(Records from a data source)
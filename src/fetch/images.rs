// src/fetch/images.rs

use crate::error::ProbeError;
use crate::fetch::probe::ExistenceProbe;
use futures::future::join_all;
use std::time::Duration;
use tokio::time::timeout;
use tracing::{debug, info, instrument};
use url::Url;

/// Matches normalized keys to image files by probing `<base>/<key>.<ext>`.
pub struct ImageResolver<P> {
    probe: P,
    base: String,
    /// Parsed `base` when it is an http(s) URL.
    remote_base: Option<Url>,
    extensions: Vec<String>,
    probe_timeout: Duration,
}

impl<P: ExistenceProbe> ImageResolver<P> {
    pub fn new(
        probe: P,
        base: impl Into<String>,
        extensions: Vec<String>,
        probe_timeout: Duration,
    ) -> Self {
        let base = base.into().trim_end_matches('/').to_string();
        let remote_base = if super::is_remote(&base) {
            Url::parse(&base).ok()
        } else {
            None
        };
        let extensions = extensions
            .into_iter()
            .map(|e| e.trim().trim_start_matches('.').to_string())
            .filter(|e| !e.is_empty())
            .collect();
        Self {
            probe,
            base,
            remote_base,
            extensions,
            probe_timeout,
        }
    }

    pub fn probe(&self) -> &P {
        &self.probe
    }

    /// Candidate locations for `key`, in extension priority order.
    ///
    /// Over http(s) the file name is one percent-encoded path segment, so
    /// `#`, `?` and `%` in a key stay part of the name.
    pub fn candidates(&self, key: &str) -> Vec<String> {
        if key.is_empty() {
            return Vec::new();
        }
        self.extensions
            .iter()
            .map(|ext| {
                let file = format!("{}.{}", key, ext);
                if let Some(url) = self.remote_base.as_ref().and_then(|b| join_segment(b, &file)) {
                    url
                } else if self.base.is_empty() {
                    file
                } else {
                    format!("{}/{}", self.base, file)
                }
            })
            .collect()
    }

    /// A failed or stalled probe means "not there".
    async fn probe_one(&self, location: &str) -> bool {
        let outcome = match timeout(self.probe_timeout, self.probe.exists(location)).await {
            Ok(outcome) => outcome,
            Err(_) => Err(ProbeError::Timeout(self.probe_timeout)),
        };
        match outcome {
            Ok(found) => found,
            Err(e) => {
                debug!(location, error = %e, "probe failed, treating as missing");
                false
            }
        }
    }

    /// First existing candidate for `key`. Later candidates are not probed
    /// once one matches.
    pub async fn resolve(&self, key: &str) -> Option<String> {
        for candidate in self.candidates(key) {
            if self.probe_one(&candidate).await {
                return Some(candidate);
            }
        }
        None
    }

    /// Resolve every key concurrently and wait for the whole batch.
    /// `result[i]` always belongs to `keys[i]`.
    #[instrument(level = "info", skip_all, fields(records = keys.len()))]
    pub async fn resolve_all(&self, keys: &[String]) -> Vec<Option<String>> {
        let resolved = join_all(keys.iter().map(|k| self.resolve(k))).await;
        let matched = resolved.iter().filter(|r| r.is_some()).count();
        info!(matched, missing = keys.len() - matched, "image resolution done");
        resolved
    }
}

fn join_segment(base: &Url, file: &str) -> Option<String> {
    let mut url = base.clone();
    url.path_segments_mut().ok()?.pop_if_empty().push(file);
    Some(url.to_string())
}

---

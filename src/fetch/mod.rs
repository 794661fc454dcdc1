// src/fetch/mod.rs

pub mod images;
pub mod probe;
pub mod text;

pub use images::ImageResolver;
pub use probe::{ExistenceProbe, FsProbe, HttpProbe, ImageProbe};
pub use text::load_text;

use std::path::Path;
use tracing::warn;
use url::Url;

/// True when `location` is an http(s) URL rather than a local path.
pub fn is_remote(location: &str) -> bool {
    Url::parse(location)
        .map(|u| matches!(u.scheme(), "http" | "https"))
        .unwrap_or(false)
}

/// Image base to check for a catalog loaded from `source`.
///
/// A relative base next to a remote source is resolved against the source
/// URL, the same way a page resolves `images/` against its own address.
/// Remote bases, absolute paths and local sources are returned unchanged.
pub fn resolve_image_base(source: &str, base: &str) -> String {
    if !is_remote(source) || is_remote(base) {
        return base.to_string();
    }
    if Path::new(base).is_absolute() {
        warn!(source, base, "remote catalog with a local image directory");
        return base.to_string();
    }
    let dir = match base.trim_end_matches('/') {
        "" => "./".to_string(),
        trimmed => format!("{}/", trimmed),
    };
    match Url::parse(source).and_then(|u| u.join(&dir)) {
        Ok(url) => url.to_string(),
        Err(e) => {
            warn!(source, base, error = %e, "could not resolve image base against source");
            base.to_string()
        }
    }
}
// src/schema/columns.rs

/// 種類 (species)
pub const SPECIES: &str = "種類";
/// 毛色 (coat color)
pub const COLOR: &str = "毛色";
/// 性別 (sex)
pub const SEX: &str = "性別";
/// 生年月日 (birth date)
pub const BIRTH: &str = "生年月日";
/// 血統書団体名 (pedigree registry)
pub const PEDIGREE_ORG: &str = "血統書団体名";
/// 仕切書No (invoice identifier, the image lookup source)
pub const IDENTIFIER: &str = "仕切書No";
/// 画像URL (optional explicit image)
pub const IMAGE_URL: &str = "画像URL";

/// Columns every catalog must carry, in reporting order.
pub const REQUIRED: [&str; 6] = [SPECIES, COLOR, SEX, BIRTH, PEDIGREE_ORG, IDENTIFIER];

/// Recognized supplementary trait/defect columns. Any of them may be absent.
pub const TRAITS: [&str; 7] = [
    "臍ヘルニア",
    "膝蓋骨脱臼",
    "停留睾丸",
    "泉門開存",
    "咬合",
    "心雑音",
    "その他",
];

==

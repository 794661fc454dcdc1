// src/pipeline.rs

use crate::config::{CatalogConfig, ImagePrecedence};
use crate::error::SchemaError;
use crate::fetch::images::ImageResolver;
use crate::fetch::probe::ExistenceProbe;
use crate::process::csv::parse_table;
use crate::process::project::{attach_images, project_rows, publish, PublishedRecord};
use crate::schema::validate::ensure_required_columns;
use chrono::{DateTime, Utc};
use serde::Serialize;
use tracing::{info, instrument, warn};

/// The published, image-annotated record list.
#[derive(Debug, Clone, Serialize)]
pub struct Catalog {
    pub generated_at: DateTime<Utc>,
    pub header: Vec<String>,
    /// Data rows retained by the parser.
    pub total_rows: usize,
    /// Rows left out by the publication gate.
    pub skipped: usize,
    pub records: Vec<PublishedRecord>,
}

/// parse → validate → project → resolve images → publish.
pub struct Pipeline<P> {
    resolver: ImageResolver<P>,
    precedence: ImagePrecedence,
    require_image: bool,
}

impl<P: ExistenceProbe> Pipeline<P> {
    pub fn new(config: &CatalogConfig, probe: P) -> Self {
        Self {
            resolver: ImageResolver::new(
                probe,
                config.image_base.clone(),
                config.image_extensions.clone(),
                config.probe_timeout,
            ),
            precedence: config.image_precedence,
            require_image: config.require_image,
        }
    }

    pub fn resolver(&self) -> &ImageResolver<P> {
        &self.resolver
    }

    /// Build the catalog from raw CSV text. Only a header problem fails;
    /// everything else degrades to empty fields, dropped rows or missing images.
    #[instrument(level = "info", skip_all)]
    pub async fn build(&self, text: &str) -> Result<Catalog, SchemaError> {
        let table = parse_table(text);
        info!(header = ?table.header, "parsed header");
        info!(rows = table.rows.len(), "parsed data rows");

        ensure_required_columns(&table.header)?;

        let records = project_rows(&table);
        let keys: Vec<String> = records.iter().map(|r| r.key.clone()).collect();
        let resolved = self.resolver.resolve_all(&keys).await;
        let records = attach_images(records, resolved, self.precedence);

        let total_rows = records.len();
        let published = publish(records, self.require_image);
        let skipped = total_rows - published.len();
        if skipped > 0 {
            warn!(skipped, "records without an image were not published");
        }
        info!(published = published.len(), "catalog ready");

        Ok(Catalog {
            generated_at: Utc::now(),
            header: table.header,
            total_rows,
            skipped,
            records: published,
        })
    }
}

Your task
Scan the records above for the word "resolved" and return every line where it occurs.

Output of the exercise
        let resolved = join_all(keys.iter().map(|k| self.resolve(k))).await;
        let matched = resolved.iter().filter(|r| r.is_some()).count();
        resolved
/// A relative base next to a remote source is resolved against the source
        let resolved = self.resolver.resolve_all(&keys).await;
        let records = attach_images(records, resolved, self.precedence);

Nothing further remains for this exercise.